Extracted records:
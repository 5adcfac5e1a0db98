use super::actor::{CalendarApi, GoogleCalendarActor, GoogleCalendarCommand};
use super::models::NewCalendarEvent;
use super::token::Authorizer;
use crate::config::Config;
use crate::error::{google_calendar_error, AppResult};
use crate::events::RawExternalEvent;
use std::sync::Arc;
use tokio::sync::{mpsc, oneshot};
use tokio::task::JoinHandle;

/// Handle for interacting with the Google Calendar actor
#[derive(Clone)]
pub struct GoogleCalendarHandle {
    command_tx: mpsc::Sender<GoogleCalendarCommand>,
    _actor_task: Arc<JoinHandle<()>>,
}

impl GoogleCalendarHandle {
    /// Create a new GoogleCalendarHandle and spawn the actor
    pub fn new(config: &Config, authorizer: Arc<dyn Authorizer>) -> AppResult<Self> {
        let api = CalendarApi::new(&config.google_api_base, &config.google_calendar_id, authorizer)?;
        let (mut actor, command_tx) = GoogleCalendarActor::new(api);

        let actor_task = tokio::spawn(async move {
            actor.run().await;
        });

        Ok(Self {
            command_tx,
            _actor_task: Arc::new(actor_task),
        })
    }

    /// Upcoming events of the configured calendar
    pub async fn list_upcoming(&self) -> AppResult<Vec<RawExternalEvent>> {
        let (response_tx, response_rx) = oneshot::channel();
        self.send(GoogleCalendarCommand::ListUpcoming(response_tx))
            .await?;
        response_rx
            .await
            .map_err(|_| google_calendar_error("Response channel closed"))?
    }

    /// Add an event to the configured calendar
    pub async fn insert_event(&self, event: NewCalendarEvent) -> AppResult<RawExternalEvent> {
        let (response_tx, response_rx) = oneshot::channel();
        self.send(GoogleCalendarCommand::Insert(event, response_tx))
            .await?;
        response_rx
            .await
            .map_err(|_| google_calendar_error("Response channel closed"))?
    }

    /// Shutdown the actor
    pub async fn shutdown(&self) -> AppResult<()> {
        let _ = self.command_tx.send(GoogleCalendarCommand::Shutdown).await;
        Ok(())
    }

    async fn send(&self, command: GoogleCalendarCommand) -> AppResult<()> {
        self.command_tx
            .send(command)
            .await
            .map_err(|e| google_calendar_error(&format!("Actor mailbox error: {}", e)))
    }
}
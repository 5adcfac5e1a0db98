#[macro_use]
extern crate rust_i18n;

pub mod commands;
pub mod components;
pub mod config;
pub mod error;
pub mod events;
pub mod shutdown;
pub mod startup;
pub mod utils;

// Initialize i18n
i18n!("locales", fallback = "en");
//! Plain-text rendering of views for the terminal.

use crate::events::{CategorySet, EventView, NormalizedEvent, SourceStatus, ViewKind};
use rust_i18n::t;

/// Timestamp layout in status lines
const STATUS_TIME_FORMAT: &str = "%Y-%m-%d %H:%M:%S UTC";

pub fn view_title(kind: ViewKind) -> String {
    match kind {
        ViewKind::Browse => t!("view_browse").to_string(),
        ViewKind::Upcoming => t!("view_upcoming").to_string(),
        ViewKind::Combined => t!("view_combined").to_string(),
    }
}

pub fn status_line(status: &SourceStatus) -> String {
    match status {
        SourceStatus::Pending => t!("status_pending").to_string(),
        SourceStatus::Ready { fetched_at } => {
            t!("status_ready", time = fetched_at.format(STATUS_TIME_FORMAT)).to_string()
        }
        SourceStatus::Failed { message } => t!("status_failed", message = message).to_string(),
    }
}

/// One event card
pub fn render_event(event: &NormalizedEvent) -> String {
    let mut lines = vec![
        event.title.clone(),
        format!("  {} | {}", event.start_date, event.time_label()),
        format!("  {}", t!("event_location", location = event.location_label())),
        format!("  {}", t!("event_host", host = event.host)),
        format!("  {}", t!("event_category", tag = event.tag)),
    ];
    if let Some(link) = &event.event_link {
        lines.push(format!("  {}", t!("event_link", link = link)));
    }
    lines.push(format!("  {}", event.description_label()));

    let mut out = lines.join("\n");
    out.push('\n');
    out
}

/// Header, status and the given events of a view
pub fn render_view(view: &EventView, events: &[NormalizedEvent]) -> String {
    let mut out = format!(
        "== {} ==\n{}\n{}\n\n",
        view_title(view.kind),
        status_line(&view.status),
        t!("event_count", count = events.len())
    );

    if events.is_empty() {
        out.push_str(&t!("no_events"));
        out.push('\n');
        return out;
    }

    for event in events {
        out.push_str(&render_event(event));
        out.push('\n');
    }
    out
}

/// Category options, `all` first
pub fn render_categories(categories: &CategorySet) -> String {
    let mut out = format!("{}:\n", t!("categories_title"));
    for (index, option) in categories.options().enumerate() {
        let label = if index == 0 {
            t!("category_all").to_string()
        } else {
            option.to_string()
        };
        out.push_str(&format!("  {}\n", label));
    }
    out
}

**BRIEF**
Check each line above for the word "GoogleCalendarActor", and copy the lines where it appears.

**YOUR RESPONSE**
use super::actor::{CalendarApi, GoogleCalendarActor, GoogleCalendarCommand};
        let (mut actor, command_tx) = GoogleCalendarActor::new(api);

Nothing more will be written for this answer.